Excerpts from a dataset

[Start of section]

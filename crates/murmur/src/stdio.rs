//! Line-delimited JSON transport over stdin/stdout.
//!
//! Each line is one envelope `{"src", "dest", "body"}`. The first inbound
//! line must be an `init` message, which assigns this node its identity;
//! it is answered with `init_ok` before any other traffic is served.
//! Logs must go to stderr, since stdout carries the protocol.

use async_trait::async_trait;
use tokio::io::{
    AsyncBufRead, AsyncBufReadExt, AsyncWrite, AsyncWriteExt, BufReader, Lines, Stdin, Stdout,
};
use tokio::sync::Mutex;

use murmur_core::NodeId;
use murmur_sync::messages::{kinds, Body, InitRequest, Message, Payload};
use murmur_sync::{SyncError, Transport};

use crate::error::{NodeError, Result};

/// Transport reading envelopes from `R` and writing them to `W`, one per line.
pub struct StdioTransport<R = BufReader<Stdin>, W = Stdout> {
    node_id: NodeId,
    node_ids: Vec<NodeId>,
    lines: Mutex<Lines<R>>,
    writer: Mutex<W>,
}

impl StdioTransport {
    /// Perform the `init` handshake on the process's stdin/stdout.
    pub async fn connect() -> Result<Self> {
        Self::handshake(BufReader::new(tokio::io::stdin()), tokio::io::stdout()).await
    }
}

impl<R, W> StdioTransport<R, W>
where
    R: AsyncBufRead + Unpin + Send,
    W: AsyncWrite + Unpin + Send,
{
    /// Wait for `init` on `reader`, answer it on `writer`, and return a
    /// transport bound to the assigned identity.
    pub async fn handshake(reader: R, writer: W) -> Result<Self> {
        let mut lines = reader.lines();

        let line = loop {
            match lines.next_line().await? {
                Some(line) if line.trim().is_empty() => continue,
                Some(line) => break line,
                None => return Err(NodeError::Handshake("input closed before init".into())),
            }
        };

        let message: Message = serde_json::from_str(&line)
            .map_err(|e| NodeError::Handshake(format!("invalid envelope: {}", e)))?;
        if message.body.kind != kinds::INIT {
            return Err(NodeError::Handshake(format!(
                "expected {}, got {}",
                kinds::INIT,
                message.body.kind
            )));
        }
        let init: InitRequest = message.body.decode()?;

        let transport = Self {
            node_id: init.node_id,
            node_ids: init.node_ids,
            lines: Mutex::new(lines),
            writer: Mutex::new(writer),
        };
        transport
            .reply(&message, Body::from_payload(&Payload::InitOk)?)
            .await?;

        tracing::info!(
            node = %transport.node_id,
            cluster = transport.node_ids.len(),
            "initialized"
        );
        Ok(transport)
    }

    /// Every node in the cluster, as announced by `init`.
    pub fn node_ids(&self) -> &[NodeId] {
        &self.node_ids
    }

    async fn write_message(&self, message: &Message) -> murmur_sync::Result<()> {
        let mut line = serde_json::to_vec(message)?;
        line.push(b'\n');

        let mut writer = self.writer.lock().await;
        writer
            .write_all(&line)
            .await
            .map_err(|e| SyncError::TransportError(e.to_string()))?;
        writer
            .flush()
            .await
            .map_err(|e| SyncError::TransportError(e.to_string()))
    }
}

#[async_trait]
impl<R, W> Transport for StdioTransport<R, W>
where
    R: AsyncBufRead + Unpin + Send,
    W: AsyncWrite + Unpin + Send,
{
    fn local_node_id(&self) -> NodeId {
        self.node_id.clone()
    }

    async fn send(&self, dest: &NodeId, body: Body) -> murmur_sync::Result<()> {
        let message = Message {
            src: self.node_id.clone(),
            dest: dest.clone(),
            body,
        };
        self.write_message(&message).await
    }

    async fn recv(&self) -> murmur_sync::Result<Message> {
        let mut lines = self.lines.lock().await;
        loop {
            let line = match lines.next_line().await {
                Ok(Some(line)) => line,
                Ok(None) => return Err(SyncError::Closed),
                Err(e) => return Err(SyncError::TransportError(e.to_string())),
            };
            if line.trim().is_empty() {
                continue;
            }

            // Without a parseable envelope there is nobody to reply to.
            match serde_json::from_str(&line) {
                Ok(message) => return Ok(message),
                Err(e) => tracing::warn!(node = %self.node_id, "skipping invalid envelope: {}", e),
            }
        }
    }
}

#[cfg(test)]
mod tests {
    use super::*;
    use serde_json::json;
    use tokio::io::DuplexStream;

    fn lines(messages: &[serde_json::Value]) -> Vec<u8> {
        let mut out = Vec::new();
        for m in messages {
            out.extend_from_slice(m.to_string().as_bytes());
            out.push(b'\n');
        }
        out
    }

    fn init() -> serde_json::Value {
        json!({
            "src": "c0",
            "dest": "n1",
            "body": {"type": "init", "msg_id": 1, "node_id": "n1", "node_ids": ["n1", "n2"]}
        })
    }

    async fn next_output(output: &mut Lines<BufReader<DuplexStream>>) -> serde_json::Value {
        let line = output.next_line().await.unwrap().unwrap();
        serde_json::from_str(&line).unwrap()
    }

    #[tokio::test]
    async fn test_handshake_replies_init_ok() {
        let input = lines(&[init()]);
        let (writer, output) = tokio::io::duplex(4096);
        let mut output = BufReader::new(output).lines();

        let transport = StdioTransport::handshake(input.as_slice(), writer).await.unwrap();
        assert_eq!(transport.local_node_id(), NodeId::from("n1"));
        assert_eq!(transport.node_ids(), &[NodeId::from("n1"), NodeId::from("n2")]);

        assert_eq!(
            next_output(&mut output).await,
            json!({"src": "n1", "dest": "c0", "body": {"type": "init_ok", "in_reply_to": 1}})
        );
    }

    #[tokio::test]
    async fn test_handshake_requires_init() {
        let input = lines(&[json!({
            "src": "c0",
            "dest": "n1",
            "body": {"type": "read", "msg_id": 1}
        })]);
        let (writer, _output) = tokio::io::duplex(4096);

        let result = StdioTransport::handshake(input.as_slice(), writer).await;
        assert!(matches!(result, Err(NodeError::Handshake(_))));

        let (writer, _output) = tokio::io::duplex(4096);
        let result = StdioTransport::handshake(&b""[..], writer).await;
        assert!(matches!(result, Err(NodeError::Handshake(_))));
    }

    #[tokio::test]
    async fn test_recv_skips_garbage_and_closes() {
        let mut input = lines(&[init()]);
        input.extend_from_slice(b"\nnot json\n");
        input.extend_from_slice(&lines(&[json!({
            "src": "c1",
            "dest": "n1",
            "body": {"type": "broadcast", "msg_id": 2, "message": 42}
        })]));
        let (writer, _output) = tokio::io::duplex(4096);

        let transport = StdioTransport::handshake(input.as_slice(), writer).await.unwrap();

        let message = transport.recv().await.unwrap();
        assert_eq!(message.src, NodeId::from("c1"));
        assert_eq!(message.body.kind, kinds::BROADCAST);

        assert!(matches!(transport.recv().await, Err(SyncError::Closed)));
    }

    #[tokio::test]
    async fn test_send_writes_one_line_per_message() {
        let input = lines(&[init()]);
        let (writer, output) = tokio::io::duplex(4096);
        let mut output = BufReader::new(output).lines();

        let transport = StdioTransport::handshake(input.as_slice(), writer).await.unwrap();
        let _init_ok = next_output(&mut output).await;

        let body = Body::from_payload(&Payload::Propagate(murmur_sync::PropagateRequest {
            messages: vec![murmur_core::Value(9)],
            src: "n1".into(),
        }))
        .unwrap();
        transport.send(&"n2".into(), body).await.unwrap();

        assert_eq!(
            next_output(&mut output).await,
            json!({
                "src": "n1",
                "dest": "n2",
                "body": {"type": "propagate", "messages": [9], "src": "n1"}
            })
        );
    }
}
//! The deduplicated value store.
//!
//! Holds every distinct value this node has observed, whether it arrived
//! from a client broadcast or from a peer's gossip.

use std::collections::HashSet;
use std::sync::{PoisonError, RwLock};

use crate::types::Value;

/// Monotonically growing set of broadcast values.
///
/// Thread-safe via a single `RwLock`. Values are never removed, so a
/// poisoned lock still guards a consistent set and is recovered from.
#[derive(Debug, Default)]
pub struct ValueStore {
    inner: RwLock<HashSet<Value>>,
}

impl ValueStore {
    /// Create a new empty store.
    pub fn new() -> Self {
        Self::default()
    }

    /// Insert a value.
    ///
    /// Returns `true` if the value was not already present.
    pub fn add(&self, value: Value) -> bool {
        let mut inner = self.inner.write().unwrap_or_else(PoisonError::into_inner);
        inner.insert(value)
    }

    /// Insert a batch of values under one lock acquisition.
    ///
    /// Returns how many of them were new.
    pub fn extend<I>(&self, values: I) -> usize
    where
        I: IntoIterator<Item = Value>,
    {
        let mut inner = self.inner.write().unwrap_or_else(PoisonError::into_inner);
        values
            .into_iter()
            .filter(|value| inner.insert(*value))
            .count()
    }

    /// Every value currently stored.
    ///
    /// The order is unspecified and may differ between calls.
    pub fn snapshot(&self) -> Vec<Value> {
        let inner = self.inner.read().unwrap_or_else(PoisonError::into_inner);
        inner.iter().copied().collect()
    }

    /// Check whether a value has been seen.
    pub fn contains(&self, value: &Value) -> bool {
        let inner = self.inner.read().unwrap_or_else(PoisonError::into_inner);
        inner.contains(value)
    }

    /// Number of distinct values stored.
    pub fn len(&self) -> usize {
        self.inner.read().unwrap_or_else(PoisonError::into_inner).len()
    }

    /// Whether no value has been stored yet.
    pub fn is_empty(&self) -> bool {
        self.len() == 0
    }
}

#[cfg(test)]
mod tests {
    use super::*;
    use proptest::prelude::*;
    use std::collections::BTreeSet;
    use std::sync::Arc;

    fn sorted(store: &ValueStore) -> Vec<Value> {
        let mut values = store.snapshot();
        values.sort();
        values
    }

    #[test]
    fn test_new_store_is_empty() {
        let store = ValueStore::new();
        assert!(store.is_empty());
        assert!(store.snapshot().is_empty());
    }

    #[test]
    fn test_add_is_idempotent() {
        let store = ValueStore::new();
        assert!(store.add(Value(1)));
        assert!(!store.add(Value(1)));
        assert_eq!(store.len(), 1);
        assert_eq!(store.snapshot(), vec![Value(1)]);
    }

    #[test]
    fn test_extend_counts_new_values() {
        let store = ValueStore::new();
        store.add(Value(2));

        let added = store.extend([Value(1), Value(2), Value(3), Value(3)]);
        assert_eq!(added, 2);
        assert_eq!(sorted(&store), vec![Value(1), Value(2), Value(3)]);
    }

    #[test]
    fn test_concurrent_adds() {
        let store = Arc::new(ValueStore::new());

        let handles: Vec<_> = (0..8)
            .map(|worker| {
                let store = Arc::clone(&store);
                std::thread::spawn(move || {
                    for i in 0..100 {
                        // Every worker writes an overlapping range.
                        store.add(Value(i + worker * 50));
                        let _ = store.snapshot();
                    }
                })
            })
            .collect();

        for handle in handles {
            handle.join().unwrap();
        }

        let expected: Vec<Value> = (0..450).map(Value).collect();
        assert_eq!(sorted(&store), expected);
    }

    proptest! {
        #[test]
        fn prop_add_twice_same_as_once(values in prop::collection::vec(any::<i64>(), 0..64)) {
            let once = ValueStore::new();
            let twice = ValueStore::new();
            for v in &values {
                once.add(Value(*v));
                twice.add(Value(*v));
                twice.add(Value(*v));
            }
            prop_assert_eq!(sorted(&once), sorted(&twice));
        }

        #[test]
        fn prop_order_independent(values in prop::collection::vec(any::<i64>(), 0..64)) {
            let forward = ValueStore::new();
            let backward = ValueStore::new();
            for v in &values {
                forward.add(Value(*v));
            }
            backward.extend(values.iter().rev().map(|v| Value(*v)));

            let expected: BTreeSet<Value> = values.iter().map(|v| Value(*v)).collect();
            prop_assert_eq!(sorted(&forward), expected.iter().copied().collect::<Vec<_>>());
            prop_assert_eq!(sorted(&forward), sorted(&backward));
        }
    }
}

[End of section]

## TASK ITEM
In the records above, collect each line with "HashSet".

## RESPONSE AREA
use std::collections::HashSet;
    inner: RwLock<HashSet<Value>>,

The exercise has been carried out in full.